Sin embargo, no se encontraba más cerca que antes de resolver el problema del proyecto de Jeannie y seguía subsistiendo el peligro de que se descubriera el pastel. Quizá debió de dedicar más tiempo a interrogar a Jeannie y menos a pasárselo bien. Enmarcó las cejas, perplejo, mientras aparcaba el vehículo y entraba en la casa.
Dentro reinaba el silencio; sin duda Marianne, el ama de llaves, se había ido a dormir. Pasó al estudio y comprobó el contestador automático. Sólo había un mensaje.
«Profesor, aquí la sargento Delaware de la Unidad de Delitos Sexuales, que llama en la noche del lunes. Le agradezco su colaboración.»
Berrington se encogió de hombros. Apenas se había molestado en confirmar si Lisa trabajaba o no en la Loquería. La cinta prosiguió:
«Como quiera que usted es el patrono de la señora Hoxton y la violación tuvo lugar en el campus, me considero obligada a informarle de que esta tarde hemos arrestado a un hombre. La verdad es que se trataba de una persona a la que durante el día de hoy estuvieron sometiendo a diversas pruebas en sus laboratorios. Se llama Steve Logan.»

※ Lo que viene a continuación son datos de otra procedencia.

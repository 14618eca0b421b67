//! Registry of recently sent bot messages.
//!
//! Lets the trigger detector recognize "reply to one of ours" without a
//! network round trip. Bounded two ways: entries expire `ttl` after their
//! latest mark, and a prune pass evicts oldest-first past `max_entries`.
//! Every operation is synchronous; the mutex is never held across an await.

use std::collections::HashMap;
use std::sync::{Arc, Mutex};
use std::time::Duration;

use tokio::time::Instant;
use tracing::debug;

/// One remembered outbound message.
#[derive(Debug, Clone)]
struct TrackedReply {
    created_at: Instant,
    seq: u64,
    source: String,
}

#[derive(Debug, Default)]
struct TrackerInner {
    entries: HashMap<String, TrackedReply>,
    next_seq: u64,
}

/// Snapshot of tracker occupancy.
#[derive(Debug, Clone, Copy, PartialEq, Eq)]
pub struct TrackerStats {
    pub size: usize,
}

/// Bounded, TTL'd registry of message ids the bot has sent.
pub struct ReplyTargetTracker {
    ttl: Duration,
    max_entries: usize,
    inner: Mutex<TrackerInner>,
}

impl ReplyTargetTracker {
    pub fn new(ttl: Duration, max_entries: usize) -> Self {
        Self {
            ttl,
            max_entries,
            inner: Mutex::new(TrackerInner::default()),
        }
    }

    /// Record a sent message. Idempotent: re-marking resets the entry's age
    /// and its position in the eviction order.
    pub fn mark_sent(&self, id: &str, source: &str) {
        let mut inner = self.inner.lock().unwrap();
        let seq = inner.next_seq;
        inner.next_seq += 1;
        inner.entries.insert(
            id.to_string(),
            TrackedReply {
                created_at: Instant::now(),
                seq,
                source: source.to_string(),
            },
        );
    }

    /// Is this one of ours? Expiry is enforced on read: a lookup past the
    /// TTL deletes the entry and reports false.
    pub fn contains(&self, id: &str) -> bool {
        let mut inner = self.inner.lock().unwrap();
        let expired = match inner.entries.get(id) {
            Some(entry) => entry.created_at.elapsed() > self.ttl,
            None => return false,
        };
        if expired {
            inner.entries.remove(id);
            false
        } else {
            true
        }
    }

    /// Drop expired entries, then evict oldest-inserted entries until the
    /// resident count is within `max_entries`. Returns how many were removed.
    pub fn prune(&self) -> usize {
        let mut inner = self.inner.lock().unwrap();
        let before = inner.entries.len();

        let ttl = self.ttl;
        inner.entries.retain(|_, entry| entry.created_at.elapsed() <= ttl);

        while inner.entries.len() > self.max_entries {
            let oldest = inner
                .entries
                .iter()
                .min_by_key(|(_, entry)| entry.seq)
                .map(|(id, entry)| (id.clone(), entry.source.clone()));
            match oldest {
                Some((id, source)) => {
                    debug!(id = %id, source = %source, "Evicting oldest tracked reply");
                    inner.entries.remove(&id);
                }
                None => break,
            }
        }

        before - inner.entries.len()
    }

    pub fn stats(&self) -> TrackerStats {
        TrackerStats {
            size: self.inner.lock().unwrap().entries.len(),
        }
    }
}

/// Spawn a background task that runs the prune sweep on an interval.
pub fn spawn_prune_task(
    tracker: Arc<ReplyTargetTracker>,
    interval: Duration,
) -> tokio::task::JoinHandle<()> {
    tokio::spawn(async move {
        let mut interval = tokio::time::interval(interval);
        loop {
            interval.tick().await;
            let removed = tracker.prune();
            if removed > 0 {
                debug!(removed, "Tracker prune sweep");
            }
        }
    })
}
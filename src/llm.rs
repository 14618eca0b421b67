//! Text-generation capability seam.
//!
//! The raw provider HTTP lives outside this crate; the embedding application
//! implements [`CompletionProvider`] (and is expected to wrap it in its own
//! hard deadline). The core only reacts to success, failure, or timeout.

use async_trait::async_trait;

use crate::error::CompletionError;

/// A single completion request.
#[derive(Debug, Clone)]
pub struct CompletionRequest {
    pub system: String,
    pub user: String,
    pub max_tokens: u32,
    pub temperature: f32,
}

impl CompletionRequest {
    pub fn new(system: impl Into<String>, user: impl Into<String>) -> Self {
        Self {
            system: system.into(),
            user: user.into(),
            max_tokens: 512,
            temperature: 0.7,
        }
    }

    pub fn with_max_tokens(mut self, max_tokens: u32) -> Self {
        self.max_tokens = max_tokens;
        self
    }

    pub fn with_temperature(mut self, temperature: f32) -> Self {
        self.temperature = temperature;
        self
    }
}

/// Consumed text-generation capability.
#[async_trait]
pub trait CompletionProvider: Send + Sync {
    async fn complete(&self, request: CompletionRequest) -> Result<String, CompletionError>;
}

– ¿Jesús! -estalló Berrington.
«La víctima lo señaló en la rueda de reconocimiento, de modo que estoy segura de que la prueba de ADN confirmará que se trata del violador. Le ruego transmita esta información a cuantos miembros de la universidad considere usted oportuno. Gracias.»
– ¡No! -exclamo Berrington. Se dejó caer pesadamente en una silla. Repitió, en tono más bajo-: No.
Luego rompió a llorar.
Se levantó al cabo de un momento, todavía llorando, y cerró la puerta del estudio por temor a que la doncella apareciese por allí. Después regresó al escritorio y enterró la cabeza entre las manos.
Permaneció así un buen rato.
Cuando por fin suspendió el llanto, tomó el teléfono y marcó un número que se sabía de memoria.
– Que no responda el contestador automático, por favor, Dios mío -dijo en voz alta, mientras escuchaba la señal.
– ¡Diga! -sonó la voz de un joven.
– Soy yo -dijo Berrington.
– ¡Hombre! ¿Cómo estás?
– Desolado.
– ¡Oh! -el tono era de culpabilidad.
Si Berrington albergaba alguna duda, aquella nota la barrió definitivamente.
– Cuéntame.
– No trates de quedarte conmigo, por favor. Hablo del domingo por la noche.
El joven suspiró.
– Vale.
– Maldito estúpido. Fuiste al campus, ¿verdad? Lo… -Se dio cuenta de que por teléfono no debía hablar más de la cuenta-. Volviste a las andadas.
– Lo siento…
– ¡Lo sientes!
– ¿Cómo lo supiste?
– Al principio no se me ocurrió sospechar de ti… pensé que habías abandonado la ciudad. Luego arrestaron a alguien que tiene la misma apariencia que tú.
– ¡Vaya! Eso significa que estoy…
– Fuera del anzuelo.
– ¡Anda! ¡Qué potra! Escucha…
– ¿Qué?
– No irás a decir nada, ¿eh? A la policía o a alguien.
– No, no diré una palabra -dijo Berrington, abatido-. Puedes confiar en mí.